Flexible packaging materials: Geopolitical tensions drive significant raw material price increases in the second quarter of 2026

Markets for flexible packaging materials recorded substantial price increases during the second quarter of 2026. According to the FPE Raw Material Price Index, quarterly minimum prices rose significantly across all substrates compared with the previous quarter.

The most pronounced increase was seen in BOPP film (20 micron), where price levels almost doubled (+97%) compared with the first quarter. PET film (12 micron) also increased sharply by around 40%, while BOPA film (15 micron) rose by 21%. Aluminium foil (7 micron) became approximately 12% more expensive, while one-side coated paper (60 gsm) increased by just under 5%. Polyethylene markets also experienced strong price increases, with average price levels for HDPE rising by around 38% and LDPE by around 31% compared with the previous quarter. Compared with the second quarter of 2025, all materials monitored were trading well above their year-earlier levels.

Alexander Tkachenko, Wood Mackenzie, commented: "BOPET prices increased by an average of €0.55/kg during the quarter, driven by rising oil prices and concerns over potential PTA and MEG supply shortages. BOPP prices have nearly doubled over the same period, primarily due to a very tight PP resin supply in Europe, as inventories were already low before the onset of the conflict. BOPA film prices have also risen significantly, supported by increases in the costs of PA6, PA66 and caprolactam. Aluminium foil prices increased by €0.62/kg this quarter as a result of higher LME prices and substantially increased warehouse premiums. Paper prices rose by €0.06/kg; while paper is less directly affected by petrochemical market dynamics, sustained high oil and energy prices through the winter could lead to delayed cost increases driven by higher energy costs."
Polyethylene markets were also significantly influenced by geopolitical developments during the second quarter.

Kaushik Mitra, Chemical Market Analytics by OPIS, a Dow Jones Company, said: "The European polyethylene market experienced significant volatility during the second quarter of 2026, driven by the Iran crisis and the prospect of a supply shock in a market already characterised by low inventory levels. After remaining at relatively low levels from the second half of 2025 until February 2026, polyethylene prices in Europe rose sharply in March. This trend continued throughout April and May as buyers prioritised material availability. Supply remained tight due to the significant displacement of production from the Middle East, while other international suppliers required time to reconfigure their trade flows. Although European production gradually increased, incoming orders continued to exceed available supply. Prices plateaued in May as buyers shifted their focus from material availability to affordability following restocking, while prices in Asia had already begun to reverse. Increasingly competitive offers, particularly from China, strengthened buyers' negotiating position. From the second half of May onwards, spot market prices began to ease, raising concerns over inventory devaluation and dampening purchasing activity. Although spot prices continued to decline during June, they remained above pre-crisis levels. The prospect of a potential peace agreement between the United States and Iran is already weighing on crude oil and feedstock prices. The reopening of the Strait of Hormuz is expected to ease supply chain bottlenecks and contribute to a normalisation of supply in Europe. Historical experience and statistical correlations indicate that lower feedstock prices generally result in lower polyethylene prices, provided that supply constraints do not become a limiting factor."

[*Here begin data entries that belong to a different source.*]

use std::fmt;

use egui::{Pos2, Vec2};
use serde::{Deserialize, Serialize};
use uuid::Uuid;

use crate::error::ToolError;
use crate::style::{ResolvedStyle, StyleOptions};
use crate::surface::{Surface, VisualId, VisualRole};

mod common;
mod ellipse;
mod line;
mod patch;
mod point;
mod polygon;
mod rectangle;
mod span;

pub use common::ElementCore;
pub use ellipse::Ellipse;
pub use line::{Line, LineOptions};
pub use point::Point;
pub use polygon::{Polygon, PolygonOptions};
pub use rectangle::Rectangle;
pub use span::{HSpan, Horizontal, Span, SpanAxis, SpanOptions, VSpan, Vertical};

/// Process-unique shape identity, stable for the shape's lifetime
#[derive(Debug, Clone, Copy, PartialEq, Eq, Hash, Serialize, Deserialize)]
pub struct ShapeId(Uuid);

impl ShapeId {
    pub fn generate() -> Self {
        Self(Uuid::new_v4())
    }

    /// Accepts both the simple and the hyphenated uuid forms
    pub fn parse(s: &str) -> Option<Self> {
        Uuid::parse_str(s).ok().map(Self)
    }
}

impl fmt::Display for ShapeId {
    fn fmt(&self, f: &mut fmt::Formatter<'_>) -> fmt::Result {
        write!(f, "{}", self.0.simple())
    }
}

/// Which vertex a `move_vertex` call addresses
#[derive(Debug, Clone, Copy, PartialEq, Eq)]
pub enum VertexIndex {
    At(usize),
    /// The vertex that follows the pointer while the shape is being spawned
    Free,
}

/// Everything a family needs to build a new shape
pub struct SpawnContext<'a> {
    pub position: Pos2,
    /// Creation number, used to pick default styles
    pub number: usize,
    pub surface: &'a mut dyn Surface,
    pub style: &'a StyleOptions,
}

/// One shape family.
///
/// A shape owns the visuals it attached to the surface and keeps them
/// consistent with its geometry after every mutation. The engine in
/// `tools` never touches visuals directly, except through the
/// `set_pickable` / `set_handles_visible` toggles.
pub trait Element: fmt::Debug + Sized + 'static {
    /// Family-specific construction options
    type Options: Clone + Default + fmt::Debug;

    /// Plural family name, used for tool names and logs
    const KIND: &'static str;

    fn validate_options(_options: &Self::Options) -> Result<(), ToolError> {
        Ok(())
    }

    /// Build degenerate geometry at `ctx.position` and attach its visuals.
    /// New visuals are not pickable until the engine finalizes the shape.
    fn spawn(ctx: SpawnContext<'_>, options: &Self::Options) -> Self;

    fn core(&self) -> &ElementCore;

    fn core_mut(&mut self) -> &mut ElementCore;

    fn id(&self) -> ShapeId {
        self.core().id()
    }

    fn number(&self) -> usize {
        self.core().number()
    }

    fn style(&self) -> &ResolvedStyle {
        self.core().style()
    }

    /// Clicks needed to fully define the shape; `None` when open-ended
    fn max_clicks(&self) -> Option<usize>;

    /// Whether `clicks` placed clicks complete the spawn
    fn is_complete(&self, clicks: usize) -> bool {
        self.max_clicks().is_some_and(|max| clicks >= max)
    }

    fn move_vertex(&mut self, surface: &mut dyn Surface, position: Pos2, index: VertexIndex);

    /// Called after each non-final spawn click
    fn after_persist_vertex(&mut self, _surface: &mut dyn Surface, _position: Pos2) {}

    /// Called once when the spawn completes
    fn finalize(&mut self, _surface: &mut dyn Surface) {}

    fn anchor(&self) -> Pos2;

    fn translate(&mut self, surface: &mut dyn Surface, delta: Vec2);

    fn set_anchor(&mut self, surface: &mut dyn Surface, anchor: Pos2) {
        let delta = anchor - self.anchor();
        self.translate(surface, delta);
    }

    /// Vertex positions in handle order
    fn vertices(&self) -> Vec<Pos2>;

    fn is_moveable(&self, role: VisualRole) -> bool {
        role == VisualRole::VertexHandle
    }

    fn is_draggable(&self, role: VisualRole) -> bool {
        role == VisualRole::Body
    }

    fn is_removable(&self, role: VisualRole) -> bool {
        role == VisualRole::Body
    }

    fn role_of(&self, visual: VisualId) -> Option<VisualRole> {
        self.core().role_of(visual)
    }

    fn set_pickable(&self, surface: &mut dyn Surface, pickable: bool) {
        self.core().set_pickable(surface, pickable);
    }

    fn set_handles_visible(&self, surface: &mut dyn Surface, visible: bool) {
        self.core().set_visible(surface, VisualRole::VertexHandle, visible);
    }

    /// Detach every owned visual
    fn remove(&mut self, surface: &mut dyn Surface) {
        self.core_mut().detach_all(surface);
    }
}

Developments during the second quarter highlight the strong dependence of European raw material and packaging markets on geopolitical events and global trade flows. At the same time, the recent decline in polyethylene market prices, together with expectations of improving supply conditions, points to the first signs of a potential market stabilisation during the second half of the year.

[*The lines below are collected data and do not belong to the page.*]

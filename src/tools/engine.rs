use std::collections::HashSet;
use std::fmt;

use egui::{Modifiers, PointerButton, Pos2, pos2};
use log::{debug, info, warn};

use super::{AnnotationTool, ToolConfig};
use crate::element::{Element, ShapeId, SpawnContext, VertexIndex};
use crate::error::ToolError;
use crate::event::{CallbackRegistry, LifecycleEvent, SubscriptionId, ToolEvent};
use crate::input::{self, EventKind, InputEvent, InputLocation};
use crate::style::StyleOptions;
use crate::surface::{Arbiter, Hit, Surface, SurfaceHandle, ToolId};

/// How host code names a shape for removal
#[derive(Debug, Clone, PartialEq, Eq)]
pub enum ShapeRef {
    /// Position in `children`
    Index(usize),
    Id(ShapeId),
    /// The id in string form
    Key(String),
}

impl From<usize> for ShapeRef {
    fn from(index: usize) -> Self {
        Self::Index(index)
    }
}

impl From<ShapeId> for ShapeRef {
    fn from(id: ShapeId) -> Self {
        Self::Id(id)
    }
}

impl From<&str> for ShapeRef {
    fn from(key: &str) -> Self {
        Self::Key(key.to_owned())
    }
}

impl From<String> for ShapeRef {
    fn from(key: String) -> Self {
        Self::Key(key)
    }
}

/// Public view of the gesture in progress
#[derive(Debug, Clone, Copy, PartialEq, Eq)]
pub enum GestureState {
    Idle,
    Spawning,
    VertexDrag,
    ShapeDrag,
}

#[derive(Debug, Clone, Copy, PartialEq)]
enum Gesture {
    Idle,
    Spawning {
        clicks: usize,
    },
    VertexDrag {
        shape: ShapeId,
        index: usize,
    },
    ShapeDrag {
        shape: ShapeId,
        grab_origin: Pos2,
        anchor_origin: Pos2,
    },
}

impl Gesture {
    fn target(&self) -> Option<ShapeId> {
        match *self {
            Self::Idle | Self::Spawning { .. } => None,
            Self::VertexDrag { shape, .. } | Self::ShapeDrag { shape, .. } => Some(shape),
        }
    }

    fn state(&self) -> GestureState {
        match self {
            Self::Idle => GestureState::Idle,
            Self::Spawning { .. } => GestureState::Spawning,
            Self::VertexDrag { .. } => GestureState::VertexDrag,
            Self::ShapeDrag { .. } => GestureState::ShapeDrag,
        }
    }
}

"The second quarter of 2026 was characterised by exceptional price increases across almost all key packaging substrates," summarised Guido Aufdemkamp, Executive Director of Flexible Packaging Europe (FPE). "These developments were primarily driven by geopolitical supply risks, rising energy and raw material costs, and considerable uncertainty across global supply chains. However, the European suppliers of flexible packaging could generally deliver all volumes requested and will continue doing so. Overall, the volume market outlook is cautiously optimistic for the rest of the year assuming stabilisation of the geopolitical situation. The industry is concerned about the general private consumption impacted by upcoming food inflation.”